The average amount of U.S. individual card debt during the quarter ended Sept. 30 was $4,762, up 1.3% from $4,699 during the previous quarter but down 4.1% from $4,964 a year earlier.

States with the high average individual card debt during the third quarter were Alaska, with $6,980; North Carolina, with $5,464; Colorado, with $5,378; and Georgia, with $5,308.

States with the lowest average card debt were Iowa, with $3,770; North Dakota, with $4,078; South Dakota, with $4,090; and Wisconsin, with $4,156.

The largest card-debt increase occurred in Washington, D.C., where the average credit card debt at the end of September rose 1.3%, to $5,023 from $4,960 a year earlier.

The state with the largest year-over-year decline was Tennessee, where the average card debt level at the end of September fell 16.8%, to $4,644 from $5,583.

The percentage of consumers falling behind on card payments also rose 11 basis point during the third quarter, to 0.71% from 0.6% during the second quarter, but it was down 12 basis points from 0.83% during the same period a year earlier, the data show.
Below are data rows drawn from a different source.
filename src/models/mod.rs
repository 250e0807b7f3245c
pub mod user;
// src/services/user_service.rs

use std::sync::{Arc, LazyLock};

use bcrypt::DEFAULT_COST;
use regex::Regex;

use crate::controllers::user_controller::NewUserRequest;
use crate::daos::user_dao::UserDao;
use crate::errors::UserError;
use crate::models::user::User;

/// Usernames: letters, digits, dots, underscores, 8-20 characters total.
/// The remaining username rules (no doubled separators, no separator at the
/// edges) don't fit a single pattern without lookaheads, so they are checked
/// separately in `is_valid_username`.
static USERNAME_SHAPE: LazyLock<Regex> = LazyLock::new(|| {
    Regex::new(r"^[A-Za-z0-9._]{8,20}$").expect("username pattern is valid")
});

/// Two consecutive separator characters anywhere in the username.
static DOUBLED_SEPARATOR: LazyLock<Regex> =
    LazyLock::new(|| Regex::new(r"[._]{2}").expect("separator pattern is valid"));

/// Passwords may only contain letters, digits, and the special set below,
/// with a minimum of 8 characters.
static PASSWORD_SHAPE: LazyLock<Regex> = LazyLock::new(|| {
    Regex::new(r"^[A-Za-z0-9@$!%*#?&]{8,}$").expect("password pattern is valid")
});

/// Emails: `local@domain.tld`, local/domain limited to word characters,
/// hyphens, and dots, top-level segment 2-5 letters.
static EMAIL_SHAPE: LazyLock<Regex> = LazyLock::new(|| {
    Regex::new(r"^[A-Za-z0-9_.-]+@[A-Za-z0-9_.-]+\.[A-Za-z]{2,5}$")
        .expect("email pattern is valid")
});

/// Characters that count as "special" for password complexity.
const PASSWORD_SPECIALS: &str = "@$!%*#?&";

/// Validates signup requests and persists well-formed users.
///
/// The DAO is injected at construction so the service can run against the
/// real collection in production and an in-memory double in tests. A request
/// is sent instead of the entity itself since there are some fields the
/// client must not control (id, role, active flag).
pub struct UserService {
    user_dao: Arc<dyn UserDao>,
}

impl UserService {
    pub fn new(user_dao: Arc<dyn UserDao>) -> Self {
        Self { user_dao }
    }

    /// Registers a new user, or rejects the request with the first violated
    /// rule. Rules are checked in a fixed order and never aggregated.
    ///
    /// On success the stored user gets a fresh random id, a bcrypt-hashed
    /// password, `is_active = true`, and the default role. A failed request
    /// performs no write.
    pub async fn register(&self, request: NewUserRequest) -> Result<(), UserError> {
        let usernames = self.user_dao.find_all_usernames().await?;

        if !is_valid_username(&request.username) {
            return Err(UserError::invalid("Username must be 8-20 characters long"));
        }
        // Case-sensitive exact match. The fetch-then-contains check is not
        // transactional: two concurrent signups with the same username can
        // both pass it.
        if usernames.contains(&request.username) {
            return Err(UserError::invalid("Username already exists"));
        }
        if !is_valid_password(&request.password1) {
            return Err(UserError::invalid(
                "Passwords must be a minimum of 8 characters, with at least \
                 one letter, one number, and one special character",
            ));
        }
        if request.password1 != request.password2 {
            return Err(UserError::invalid("Passwords do not match"));
        }
        if !is_valid_email(&request.email) {
            return Err(UserError::invalid("Invalid email"));
        }

        // The plain password never reaches the store.
        let hashed = bcrypt::hash(&request.password1, DEFAULT_COST).map_err(|e| {
            mongodb::error::Error::from(std::io::Error::new(
                std::io::ErrorKind::Other,
                e.to_string(),
            ))
        })?;

        let user = User::new(
            request.username,
            request.email,
            hashed,
            request.given_name,
            request.surname,
        );
        self.user_dao.save(user).await?;
        Ok(())
    }
}

/// 8-20 characters from `[A-Za-z0-9._]`, no two consecutive dots or
/// underscores, and no dot or underscore at either end.
fn is_valid_username(username: &str) -> bool {
    USERNAME_SHAPE.is_match(username)
        && !DOUBLED_SEPARATOR.is_match(username)
        && !username.starts_with(['.', '_'])
        && !username.ends_with(['.', '_'])
}

/// Minimum 8 characters, at least one letter, one digit, and one of
/// `@$!%*#?&`, with nothing outside those classes.
fn is_valid_password(password: &str) -> bool {
    PASSWORD_SHAPE.is_match(password)
        && password.chars().any(|c| c.is_ascii_alphabetic())
        && password.chars().any(|c| c.is_ascii_digit())
        && password.chars().any(|c| PASSWORD_SPECIALS.contains(c))
}

fn is_valid_email(email: &str) -> bool {
    EMAIL_SHAPE.is_match(email)
}
// src/controllers/user_controller.rs

use actix_web::{post, web, Error, HttpResponse};
use log::error;
use serde::Deserialize;
use serde_json::json;

use crate::errors::UserError;
use crate::state::AppState;

/// Request body for the signup endpoint.
///
/// Deliberately a separate type from the persisted entity: the client never
/// supplies an id or a role, and the active flag it sends is ignored.
#[derive(Debug, Deserialize)]
#[serde(rename_all = "camelCase")]
pub struct NewUserRequest {
    pub username: String,
    pub email: String,
    pub password1: String,
    pub password2: String,
    pub given_name: String,
    pub surname: String,
    pub is_active: bool,
}

/// POST /users
/// Registers a new user. The service validates the request (username shape,
/// uniqueness, password complexity and confirmation, email shape) and
/// persists the user on success.
#[post("")]
pub async fn signup(
    body: web::Json<NewUserRequest>,
    data: web::Data<AppState>,
) -> Result<HttpResponse, Error> {
    match data.user_service.register(body.into_inner()).await {
        Ok(()) => Ok(HttpResponse::Created().json(json!({
            "message": "User created successfully"
        }))),
        Err(UserError::Invalid(reason)) => Ok(HttpResponse::BadRequest().json(json!({
            "detail": reason
        }))),
        Err(UserError::Database(e)) => {
            error!("failed to register user: {e}");
            Err(actix_web::error::ErrorInternalServerError(
                "registration failed",
            ))
        }
    }
}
“This is the first quarterly increase (in the delinquency rate) we’ve seen in almost two years,” Ezra Becker, TransUnion vice president of research and consulting, said in a press release. “Even so, we are still well below historical norms.”

One reason delinquency rates rose is issuers’ new strategy of “gradually shifting their focus to the sub-prime market,” Becker said.

During the third quarter, 25.2% of new credit card accounts went to consumers with a VantageScore lower than 700 compared with 23% that did a year earlier, Becker said. VantageScore measures consumers’ creditworthiness on a sale from 501 to 990.

Over the same period new cardholders’ credit scores rose, the volume of new credit cards remained flat because of turnover, Becker said. And the proportion of newly approved cardholders with VantageScores of 800 or more dropped to 45.9% from 49.7%, he said.

“When more high-risk customers are opening cards and fewer low-risk consumers are doing so, it is inevitable that delinquency rates will increase,” Becker said.